The psychoanalysts have their own theories
Not all professionals agree. A psychoanalyst—someone who practices long-term therapy along Freudian lines—will see your interest in spanking as proof that you are sexually abnormal. The analyst will offer to address (not solve) your problem. The only cost is hundreds of hours and many thousands of dollars.
I don’t believe any of this. The only reason I discuss it here is that you may end up seeing an analyst, and if you do I want you to have some idea of where they are coming from (and why I don’t believe their theories).
Analysts don’t even see an interest in spanking as, well, an interest in spanking. They believe that it is a form of what they call sadomasochism, and they define sadomasochism in a particular and peculiar way.
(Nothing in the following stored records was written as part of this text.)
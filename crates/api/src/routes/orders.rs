//! Order inspection and status administration.

use std::sync::Arc;

use axum::Json;
use axum::extract::{Path, State};
use checkout::CommitRecord;
use common::OrderId;
use domain::{Order, OrderStatus, OrderSummary};
use serde::{Deserialize, Serialize};

use crate::error::ApiError;
use crate::state::{AppState, Backend};

#[derive(Deserialize)]
pub struct UpdateStatusRequest {
    pub status: String,
}

#[derive(Serialize)]
pub struct OrderStatusResponse {
    pub order_id: String,
    pub status: String,
    pub total_cents: i64,
}

impl From<Order> for OrderStatusResponse {
    fn from(order: Order) -> Self {
        Self {
            order_id: order.id.to_string(),
            status: order.status.as_str().to_string(),
            total_cents: order.total_amount.cents(),
        }
    }
}

fn parse_order_id(raw: &str) -> Result<OrderId, ApiError> {
    raw.parse()
        .map_err(|_| ApiError::BadRequest(format!("Invalid order ID: {raw}")))
}

/// GET /orders — summaries of every order, newest first.
pub async fn list<S: Backend>(
    State(state): State<Arc<AppState<S>>>,
) -> Result<Json<Vec<OrderSummary>>, ApiError> {
    Ok(Json(state.admin.all_summaries().await?))
}

/// GET /orders/{id} — the order with its lines, payment and shipment.
/// Missing records show up as empty or null fields.
pub async fn get<S: Backend>(
    State(state): State<Arc<AppState<S>>>,
    Path(id): Path<String>,
) -> Result<Json<CommitRecord>, ApiError> {
    let order_id = parse_order_id(&id)?;
    Ok(Json(state.pipeline.inspect(order_id).await?))
}

/// POST /orders/{id}/status — moves an order along its lifecycle.
pub async fn update_status<S: Backend>(
    State(state): State<Arc<AppState<S>>>,
    Path(id): Path<String>,
    Json(req): Json<UpdateStatusRequest>,
) -> Result<Json<OrderStatusResponse>, ApiError> {
    let order_id = parse_order_id(&id)?;
    let status: OrderStatus = req
        .status
        .trim()
        .to_ascii_lowercase()
        .parse()
        .map_err(|e: domain::DomainError| ApiError::BadRequest(e.to_string()))?;
    let order = state.admin.update_status(order_id, status).await?;
    Ok(Json(order.into()))
}
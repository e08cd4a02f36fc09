pub mod cart;
pub mod checkout;
pub mod customers;
pub mod health;
pub mod metrics;
pub mod orders;
pub mod products;
//! Domain error types.

use thiserror::Error;

use crate::order::OrderStatus;

/// Errors raised when decoding or transitioning domain records.
#[derive(Debug, Error, PartialEq, Eq)]
pub enum DomainError {
    /// A stored status string does not name a known status.
    #[error("Unknown {kind} status: {value:?}")]
    UnknownStatus { kind: &'static str, value: String },

    /// A stored payment method string is not recognised.
    #[error("Unknown payment method: {0:?}")]
    UnknownPaymentMethod(String),

    /// The requested order status change is not allowed.
    #[error("Invalid status transition: cannot move order from {from} to {to}")]
    InvalidTransition { from: OrderStatus, to: OrderStatus },
}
To analysts, people with sadomasochistic personality components—and they say they see this very frequently—habitually function in sadomasochistic ways in many spheres of life: in school, on the job, and with their family. The sadist is aggressive and hurtful; the masochist is forever inviting experiences of humiliation and loss. Analysts see this overall sadomasochistic personality structure as the major issue, and they believe that it can be treated.
The sexual part of sadomasochism plays a small part in the psychoanalyst’s view, and any attempt to change an interest in sadomasochistic activities plays an even smaller role. Although analysts are confident that they can treat the sadomasochism personality, they express no such certainty regarding their ability to alter sexual sadomasochism desires.
What do you want?
Permit me to raise the question, Do you want to eliminate your spanking desires? Would you do it if you could?
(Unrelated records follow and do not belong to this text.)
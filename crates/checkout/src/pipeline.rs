//! Order commit pipeline.

use std::time::Instant;

use cart::CartSnapshot;
use common::{CustomerId, OrderId};
use domain::{
    IdempotencyKey, NewOrder, NewOrderLine, NewPayment, NewShipment, Order, OrderLine, Payment,
    Shipment,
};
use serde::Serialize;
use store::{
    BundleLine, CustomerStore, OrderBundle, OrderStore, StoreError, TransactionalOrderStore,
};

use crate::error::{CommitError, CommitStep, ValidationError};

/// Everything stored for one order, as read back from the store.
#[derive(Debug, Clone, PartialEq, Eq, Serialize)]
pub struct CommitRecord {
    pub order: Order,
    pub lines: Vec<OrderLine>,
    pub payment: Option<Payment>,
    pub shipment: Option<Shipment>,
}

impl CommitRecord {
    /// Steps whose records are absent, in execution order.
    pub fn missing_steps(&self) -> Vec<CommitStep> {
        let mut missing = Vec::new();
        if self.lines.is_empty() {
            missing.push(CommitStep::Lines);
        }
        if self.payment.is_none() {
            missing.push(CommitStep::Payment);
        }
        if self.shipment.is_none() {
            missing.push(CommitStep::Shipment);
        }
        missing
    }

    pub fn is_complete(&self) -> bool {
        self.missing_steps().is_empty()
    }
}

/// Writes a cart snapshot to the store as an order with its lines, payment
/// and shipment.
///
/// Each call owns its snapshot, so concurrent commits from different
/// sessions only share the store.
pub struct OrderPipeline<S> {
    store: S,
}

impl<S> OrderPipeline<S>
where
    S: OrderStore + CustomerStore,
{
    pub fn new(store: S) -> Self {
        Self { store }
    }

    pub fn store(&self) -> &S {
        &self.store
    }

    /// Commits `snapshot` for `customer_id`, shipping to `shipping_address`.
    ///
    /// Writes happen strictly in order and stop at the first failure. Not
    /// idempotent: committing the same snapshot twice creates two orders.
    #[tracing::instrument(skip(self, snapshot, shipping_address), fields(lines = snapshot.len(), mode = "sequential"))]
    pub async fn commit(
        &self,
        customer_id: CustomerId,
        snapshot: &CartSnapshot,
        shipping_address: &str,
    ) -> Result<OrderId, CommitError> {
        let start = Instant::now();
        let result = self
            .run_sequential(customer_id, snapshot, shipping_address)
            .await;
        record_outcome("sequential", &result, start);
        result
    }

    /// Commits `snapshot` under `key`, resuming a previous attempt if one
    /// exists.
    ///
    /// When an order already carries `key`, only its missing lines, payment
    /// or shipment are written and its id is returned. An existing order for
    /// another customer or with a different total is an
    /// [`CommitError::IdempotencyConflict`].
    #[tracing::instrument(skip(self, key, snapshot, shipping_address), fields(lines = snapshot.len(), mode = "idempotent", key = %key))]
    pub async fn commit_idempotent(
        &self,
        key: &IdempotencyKey,
        customer_id: CustomerId,
        snapshot: &CartSnapshot,
        shipping_address: &str,
    ) -> Result<OrderId, CommitError> {
        let start = Instant::now();
        let result = self
            .run_idempotent(key, customer_id, snapshot, shipping_address)
            .await;
        record_outcome("idempotent", &result, start);
        result
    }

    /// Loads every record stored for `order_id`.
    pub async fn inspect(&self, order_id: OrderId) -> Result<CommitRecord, CommitError> {
        let order = self
            .store
            .get_order(order_id)
            .await
            .map_err(CommitError::OrderLookupFailed)?
            .ok_or(CommitError::OrderNotFound(order_id))?;
        self.load_record(order).await
    }

    async fn validate(
        &self,
        customer_id: CustomerId,
        snapshot: &CartSnapshot,
        shipping_address: &str,
    ) -> Result<String, CommitError> {
        if snapshot.is_empty() {
            return Err(ValidationError::EmptyCart.into());
        }

        let address = shipping_address.trim();
        if address.is_empty() {
            return Err(ValidationError::MissingAddress.into());
        }

        match self.store.get_customer(customer_id).await {
            Ok(Some(_)) => Ok(address.to_string()),
            Ok(None) => Err(ValidationError::UnknownCustomer(customer_id).into()),
            Err(e) => Err(CommitError::CustomerLookupFailed(e)),
        }
    }

    async fn run_sequential(
        &self,
        customer_id: CustomerId,
        snapshot: &CartSnapshot,
        shipping_address: &str,
    ) -> Result<OrderId, CommitError> {
        let address = self
            .validate(customer_id, snapshot, shipping_address)
            .await?;
        self.write_all(customer_id, snapshot, &address, None).await
    }

    async fn run_idempotent(
        &self,
        key: &IdempotencyKey,
        customer_id: CustomerId,
        snapshot: &CartSnapshot,
        shipping_address: &str,
    ) -> Result<OrderId, CommitError> {
        let address = self
            .validate(customer_id, snapshot, shipping_address)
            .await?;

        if let Some(existing) = self.find_by_key(key).await? {
            return self
                .resume(existing, key, customer_id, snapshot, &address)
                .await;
        }

        match self
            .write_all(customer_id, snapshot, &address, Some(key))
            .await
        {
            // Another attempt with the same key won the insert race.
            Err(CommitError::OrderCreationFailed {
                source: StoreError::Conflict(_),
            }) => {
                let existing = self
                    .find_by_key(key)
                    .await?
                    .ok_or_else(|| CommitError::OrderCreationFailed {
                        source: StoreError::Conflict(format!("idempotency key {key} vanished")),
                    })?;
                self.resume(existing, key, customer_id, snapshot, &address)
                    .await
            }
            other => other,
        }
    }

    async fn write_all(
        &self,
        customer_id: CustomerId,
        snapshot: &CartSnapshot,
        address: &str,
        key: Option<&IdempotencyKey>,
    ) -> Result<OrderId, CommitError> {
        let mut new_order = NewOrder::pending(customer_id, snapshot.total());
        if let Some(key) = key {
            new_order = new_order.with_idempotency_key(key.clone());
        }

        let order = self
            .store
            .insert_order(new_order)
            .await
            .map_err(|source| CommitError::OrderCreationFailed { source })?;
        tracing::info!(order_id = %order.id, total = %order.total_amount, "order created");

        self.write_lines(&order, snapshot).await?;
        self.write_payment(&order).await?;
        self.write_shipment(&order, address).await?;

        tracing::info!(order_id = %order.id, "order committed");
        Ok(order.id)
    }

    async fn find_by_key(&self, key: &IdempotencyKey) -> Result<Option<Order>, CommitError> {
        self.store
            .find_order_by_idempotency_key(key)
            .await
            .map_err(CommitError::OrderLookupFailed)
    }

    async fn resume(
        &self,
        order: Order,
        key: &IdempotencyKey,
        customer_id: CustomerId,
        snapshot: &CartSnapshot,
        address: &str,
    ) -> Result<OrderId, CommitError> {
        if order.customer_id != customer_id || order.total_amount != snapshot.total() {
            return Err(CommitError::IdempotencyConflict {
                key: key.clone(),
                order_id: order.id,
                existing_total: order.total_amount,
                attempted_total: snapshot.total(),
            });
        }

        let record = self.load_record(order).await?;
        let missing = record.missing_steps();
        if missing.is_empty() {
            tracing::debug!(order_id = %record.order.id, "order already complete");
            return Ok(record.order.id);
        }

        tracing::info!(order_id = %record.order.id, ?missing, "resuming partially committed order");
        for step in missing {
            match step {
                CommitStep::Lines => self.write_lines(&record.order, snapshot).await?,
                CommitStep::Payment => self.write_payment(&record.order).await?,
                CommitStep::Shipment => self.write_shipment(&record.order, address).await?,
                CommitStep::Order => {}
            }
        }

        Ok(record.order.id)
    }

    async fn load_record(&self, order: Order) -> Result<CommitRecord, CommitError> {
        let lines = self
            .store
            .order_lines(order.id)
            .await
            .map_err(CommitError::OrderLookupFailed)?;
        let payment = self
            .store
            .payment_for_order(order.id)
            .await
            .map_err(CommitError::OrderLookupFailed)?;
        let shipment = self
            .store
            .shipment_for_order(order.id)
            .await
            .map_err(CommitError::OrderLookupFailed)?;

        Ok(CommitRecord {
            order,
            lines,
            payment,
            shipment,
        })
    }

    async fn already_written(&self, order_id: OrderId, step: CommitStep) -> bool {
        let present = match step {
            CommitStep::Order => return true,
            CommitStep::Lines => self
                .store
                .order_lines(order_id)
                .await
                .is_ok_and(|lines| !lines.is_empty()),
            CommitStep::Payment => self
                .store
                .payment_for_order(order_id)
                .await
                .is_ok_and(|p| p.is_some()),
            CommitStep::Shipment => self
                .store
                .shipment_for_order(order_id)
                .await
                .is_ok_and(|s| s.is_some()),
        };
        if present {
            tracing::debug!(%order_id, %step, "record already written by another attempt");
        }
        present
    }

    async fn write_lines(&self, order: &Order, snapshot: &CartSnapshot) -> Result<(), CommitError> {
        let lines: Vec<NewOrderLine> = snapshot
            .lines()
            .iter()
            .map(|l| NewOrderLine {
                order_id: order.id,
                product_id: l.product_id.clone(),
                quantity: l.quantity,
                unit_price: l.unit_price,
            })
            .collect();

        match self
            .store
            .insert_order_lines(lines)
            .await
        {
            Ok(_) => Ok(()),
            Err(source) => {
                // Written by a concurrent attempt resuming the same order.
                if source.is_conflict() && self.already_written(order.id, CommitStep::Lines).await {
                    return Ok(());
                }
                tracing::error!(order_id = %order.id, error = %source, "order lines not written, order is orphaned");
                Err(CommitError::LineInsertionFailed {
                    order_id: order.id,
                    source,
                })
            }
        }
    }

    async fn write_payment(&self, order: &Order) -> Result<(), CommitError> {
        match self
            .store
            .insert_payment(NewPayment::pending(order.id, order.total_amount))
            .await
        {
            Ok(_) => Ok(()),
            Err(source) => {
                // Written by a concurrent attempt resuming the same order.
                if source.is_conflict() && self.already_written(order.id, CommitStep::Payment).await {
                    return Ok(());
                }
                tracing::error!(order_id = %order.id, error = %source, "payment not written, order is orphaned");
                Err(CommitError::PaymentCreationFailed {
                    order_id: order.id,
                    source,
                })
            }
        }
    }

    async fn write_shipment(&self, order: &Order, address: &str) -> Result<(), CommitError> {
        match self
            .store
            .insert_shipment(NewShipment::processing(order.id, address))
            .await
        {
            Ok(_) => Ok(()),
            Err(source) => {
                // Written by a concurrent attempt resuming the same order.
                if source.is_conflict() && self.already_written(order.id, CommitStep::Shipment).await {
                    return Ok(());
                }
                tracing::error!(order_id = %order.id, error = %source, "shipment not written, order is orphaned");
                Err(CommitError::ShipmentCreationFailed {
                    order_id: order.id,
                    source,
                })
            }
        }
    }
}

impl<S> OrderPipeline<S>
where
    S: TransactionalOrderStore + CustomerStore,
{
    /// Commits `snapshot` in a single store transaction.
    ///
    /// Either every record is written or none is; any store failure is
    /// reported as [`CommitError::OrderCreationFailed`].
    #[tracing::instrument(skip(self, snapshot, shipping_address), fields(lines = snapshot.len(), mode = "atomic"))]
    pub async fn commit_atomic(
        &self,
        customer_id: CustomerId,
        snapshot: &CartSnapshot,
        shipping_address: &str,
    ) -> Result<OrderId, CommitError> {
        let start = Instant::now();
        let result = self
            .run_atomic(customer_id, snapshot, shipping_address)
            .await;
        record_outcome("atomic", &result, start);
        result
    }

    async fn run_atomic(
        &self,
        customer_id: CustomerId,
        snapshot: &CartSnapshot,
        shipping_address: &str,
    ) -> Result<OrderId, CommitError> {
        let address = self
            .validate(customer_id, snapshot, shipping_address)
            .await?;

        let bundle = OrderBundle {
            order: NewOrder::pending(customer_id, snapshot.total()),
            lines: snapshot
                .lines()
                .iter()
                .map(|l| BundleLine {
                    product_id: l.product_id.clone(),
                    quantity: l.quantity,
                    unit_price: l.unit_price,
                })
                .collect(),
            shipping_address: address,
        };

        let order = self
            .store
            .insert_order_bundle(bundle)
            .await
            .map_err(|source| CommitError::OrderCreationFailed { source })?;

        tracing::info!(order_id = %order.id, total = %order.total_amount, "order committed atomically");
        Ok(order.id)
    }
}

fn record_outcome(mode: &'static str, result: &Result<OrderId, CommitError>, start: Instant) {
    metrics::counter!("checkout_commits_total", "mode" => mode).increment(1);
    metrics::histogram!("checkout_commit_duration_seconds", "mode" => mode)
        .record(start.elapsed().as_secs_f64());

    if let Err(e) = result {
        metrics::counter!("checkout_commit_failures_total", "step" => e.metric_label())
            .increment(1);
        if e.is_partial() {
            tracing::warn!(error = %e, "commit left a partial order");
        } else {
            tracing::warn!(error = %e, "commit failed");
        }
    }
}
If you want to eliminate your spanking desires because you believe they stamp you as mentally or morally defective, you are mistaken. If you want to eliminate them because they are causing problems in your life, I understand.
You don’t need to be cured
But what would happen if you stopped running? There is another possibility – that spanking could enhance your life, make you happier and more productive. Some people in the spanking blogosphere are comfortable with their desires, actively explore ways to bring their desires to life, and use what they find to teach others. That’s admirable. There are many people who have strong spanking desires that enhance their lives and who never say a word about it in public, with friends, or even on the internet. Typically they have found a compatible partner and they are sexually satisfied, doing the kind of spanking things they enjoy. They have withdrawn from the discussions about spanking because they have no issues to discuss. They just do it, happily.
My goal is to help you understand your own spanking desires and give you the tools to manage them well. I want to help you control them, or integrate them into your life, in the most productive way possible, given your individual circumstances.